Polymeric Squaraine Dyes as Electron Donors in Bulk Heterojunction Solar Cells

TL;DR

This study synthesizes a polysquaraine polymer with low band gap properties, demonstrating its potential as an electron donor in bulk heterojunction solar cells with a maximum efficiency of 0.45%.

Contribution

It introduces a new polysquaraine polymer synthesized via Yamamoto coupling and evaluates its electronic and photovoltaic properties in solar cells.

Findings

Polymer shows broad absorption from 300 to 850 nm.

Power conversion efficiency reaches 0.45%.
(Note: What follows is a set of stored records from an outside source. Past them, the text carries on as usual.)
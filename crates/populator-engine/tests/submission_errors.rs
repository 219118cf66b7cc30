//! Integration test: submissions that must fail without touching the pool.

use std::io::{self, Write};
use std::sync::{Arc, Mutex};

use populator_arena::Arena;
use populator_core::{Flags, OutputMode, ScopeLevel, SlotId};
use populator_engine::{
    CaptureSink, JobRequest, MemoryInput, PoolConfig, StreamRole, SubmitError, WorkerPool,
};
use populator_store::{
    BindingKind, BindingTable, BindingValue, HostBindings, KvStore, RegistryError,
};
use populator_test_utils::{BrokenSource, FlakySource, JOB_TIMEOUT};

fn pool_with(bindings: &Arc<BindingTable>) -> WorkerPool {
    WorkerPool::new(PoolConfig::default(), bindings.clone()).unwrap()
}

#[test]
fn out_of_range_slot_is_rejected() {
    let bindings = Arc::new(BindingTable::new());
    let pool = pool_with(&bindings);
    let input = MemoryInput::new(&b"a:1"[..]);

    let err = pool
        .submit(JobRequest::new(pool.capacity(), OutputMode::Hash, "m", &input))
        .unwrap_err();
    assert_eq!(
        err,
        SubmitError::InvalidSlot {
            slot: SlotId(16),
            capacity: 16
        }
    );
    assert_eq!(pool.active_workers(), 0);
    assert_eq!(pool.done_flags(), "1".repeat(16));
    assert!(bindings.is_empty());
}

#[test]
fn running_slot_rejects_resubmission() {
    let bindings = Arc::new(BindingTable::new());
    let pool = pool_with(&bindings);
    let (reader, mut writer) = os_pipe::pipe().unwrap();

    pool.submit(JobRequest::new(2, OutputMode::Hash, "piped", &reader))
        .unwrap();
    assert_eq!(pool.done_flag(SlotId(2)), Some('0'));
    assert_eq!(pool.active_workers(), 1);

    let other = MemoryInput::new(&b"x:1"[..]);
    let err = pool
        .submit(JobRequest::new(2, OutputMode::Hash, "other", &other))
        .unwrap_err();
    assert_eq!(err, SubmitError::SlotBusy { slot: SlotId(2) });
    assert!(bindings.lookup("other").is_none());
    assert_eq!(pool.active_workers(), 1);

    writer.write_all(b"late:1\n").unwrap();
    drop(writer);
    drop(reader);
    assert!(pool.wait_idle(JOB_TIMEOUT));
    assert_eq!(pool.done_flag(SlotId(2)), Some('1'));
}

#[test]
fn duplication_retries_transient_failures() {
    let bindings = Arc::new(BindingTable::new());
    let pool = pool_with(&bindings);

    let source = FlakySource::new(b"k:v", PoolConfig::DEFAULT_DUP_ATTEMPTS - 1);
    pool.submit(JobRequest::new(0, OutputMode::Hash, "flaky", &source))
        .unwrap();
    assert_eq!(source.calls(), PoolConfig::DEFAULT_DUP_ATTEMPTS);
    assert!(pool.wait_idle(JOB_TIMEOUT));
    assert!(bindings.lookup("flaky").is_some());
}

#[test]
fn duplication_gives_up_after_attempt_budget() {
    let bindings = Arc::new(BindingTable::new());
    let pool = pool_with(&bindings);

    let source = FlakySource::new(b"k:v", PoolConfig::DEFAULT_DUP_ATTEMPTS)
        .with_kind(io::ErrorKind::WouldBlock);
    let err = pool
        .submit(JobRequest::new(0, OutputMode::Hash, "never", &source))
        .unwrap_err();
    assert!(matches!(
        err,
        SubmitError::StreamSetup {
            stream: StreamRole::Input,
            attempts: PoolConfig::DEFAULT_DUP_ATTEMPTS,
            ..
        }
    ));
    assert_eq!(pool.active_workers(), 0);
    assert!(bindings.lookup("never").is_none());
}

#[test]
fn permanent_duplication_failure_is_not_retried() {
    let bindings = Arc::new(BindingTable::new());
    let pool = pool_with(&bindings);
    let source = BrokenSource::new(io::ErrorKind::PermissionDenied);
    let err = pool
        .submit(JobRequest::new(0, OutputMode::Array, "list", &source))
        .unwrap_err();
    assert!(matches!(
        err,
        SubmitError::StreamSetup { attempts: 1, .. }
    ));
}

#[test]
fn scoped_binding_is_refused_with_only_global() {
    let bindings = Arc::new(BindingTable::new());
    let store = KvStore::with_default_size(Arena::default()).unwrap();
    bindings.declare(
        "local",
        BindingValue::Map(Arc::new(Mutex::new(store))),
        ScopeLevel(1),
    );
    let pool = pool_with(&bindings);
    let input = MemoryInput::new(&b"a:1"[..]);
    let sink = CaptureSink::new();

    let flags = Flags {
        only_global: true,
        ..Flags::NONE
    };
    let err = pool
        .submit(
            JobRequest::new(0, OutputMode::Hash, "local", &input)
                .with_diagnostics(&sink)
                .with_flags(flags),
        )
        .unwrap_err();
    assert_eq!(
        err,
        SubmitError::Registry(RegistryError::ScopeConflict {
            name: "local".into(),
            level: ScopeLevel(1),
        })
    );
    assert!(sink.contents().starts_with("populator[0]: "));
    assert_eq!(pool.active_workers(), 0);

    // Without the flag the scoped store is used as-is.
    pool.submit(JobRequest::new(0, OutputMode::Hash, "local", &input))
        .unwrap();
    assert!(pool.wait_idle(JOB_TIMEOUT));
}

#[test]
fn wrong_kind_is_refused_silently_when_asked() {
    let bindings = Arc::new(BindingTable::new());
    bindings.declare_scalar("scalar", ScopeLevel::GLOBAL);
    let pool = pool_with(&bindings);
    let input = MemoryInput::new(&b"a:1"[..]);
    let sink = CaptureSink::new();

    let err = pool
        .submit(
            JobRequest::new(0, OutputMode::Hash, "scalar", &input)
                .with_diagnostics(&sink)
                .with_flags(Flags {
                    silent: true,
                    ..Flags::NONE
                }),
        )
        .unwrap_err();
    assert_eq!(
        err,
        SubmitError::Registry(RegistryError::KindConflict {
            name: "scalar".into(),
            found: BindingKind::Scalar,
        })
    );
    assert!(sink.is_empty());
}

#[test]
fn failed_submission_releases_everything() {
    let bindings = Arc::new(BindingTable::new());
    bindings.declare_scalar("taken", ScopeLevel::GLOBAL);
    let pool = pool_with(&bindings);
    let before = pool.arena().stats();

    let input = MemoryInput::new(&b"a:1"[..]);
    let err = pool
        .submit(JobRequest::new(0, OutputMode::Array, "taken", &input))
        .unwrap_err();
    assert!(matches!(err, SubmitError::Registry(_)));
    assert_eq!(pool.arena().stats().live_blocks, before.live_blocks);
}
//! Shared helpers for unit tests.

use std::sync::atomic::{AtomicUsize, Ordering};
use std::sync::Arc;

use tracing::span::{Attributes, Id, Record};
use tracing::{Event, Level, Metadata, Subscriber};

/// Subscriber that counts `WARN` events.
#[derive(Clone, Default)]
pub(crate) struct WarnCounter {
    warnings: Arc<AtomicUsize>,
}

impl WarnCounter {
    pub(crate) fn count(&self) -> usize {
        self.warnings.load(Ordering::SeqCst)
    }
}

impl Subscriber for WarnCounter {
    fn enabled(&self, _: &Metadata<'_>) -> bool {
        true
    }

    fn new_span(&self, _: &Attributes<'_>) -> Id {
        Id::from_u64(1)
    }

    fn record(&self, _: &Id, _: &Record<'_>) {}

    fn record_follows_from(&self, _: &Id, _: &Id) {}

    fn event(&self, event: &Event<'_>) {
        if *event.metadata().level() == Level::WARN {
            self.warnings.fetch_add(1, Ordering::SeqCst);
        }
    }

    fn enter(&self, _: &Id) {}

    fn exit(&self, _: &Id) {}
}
External quantum efficiency indicates promising photoresponse.

Abstract

A polysquaraine low band gap polymer was synthesized by Yamamoto coupling of a monomeric dibromo indolenine squaraine dye. The resulting polymer has a weight average molar mass in the order of Mw ~30.000-50.000 and a polydispersity of ca. 1.7 as determined by gel-permeation chromatography (GPC). The electronic properties of monomer and polymer were investigated by cyclic voltammetry, absorption and emission spectroscopy. Owing to exciton coupling the absorption bands of the polymer are red-shifted and strongly broadened compared to the monomer squaraine dye. Bulk heterojunction solar cells were prepared from blends of the polysquaraine with the fullerene derivative [6,6]-phenyl C61-butyric acid methyl ester (PCBM) in different weight ratios (1:3 to 1:1). The power conversion efficiencies under simulated AM 1.5 conditions yielded 0.45 % for these non-optimized systems. The external quantum efficiency (EQE) shows that the photoresponse spans the range from 300 to 850 nm, which illustrates the promising properties of this novel organic semiconductor as a low band gap donor material in organic photovoltaics.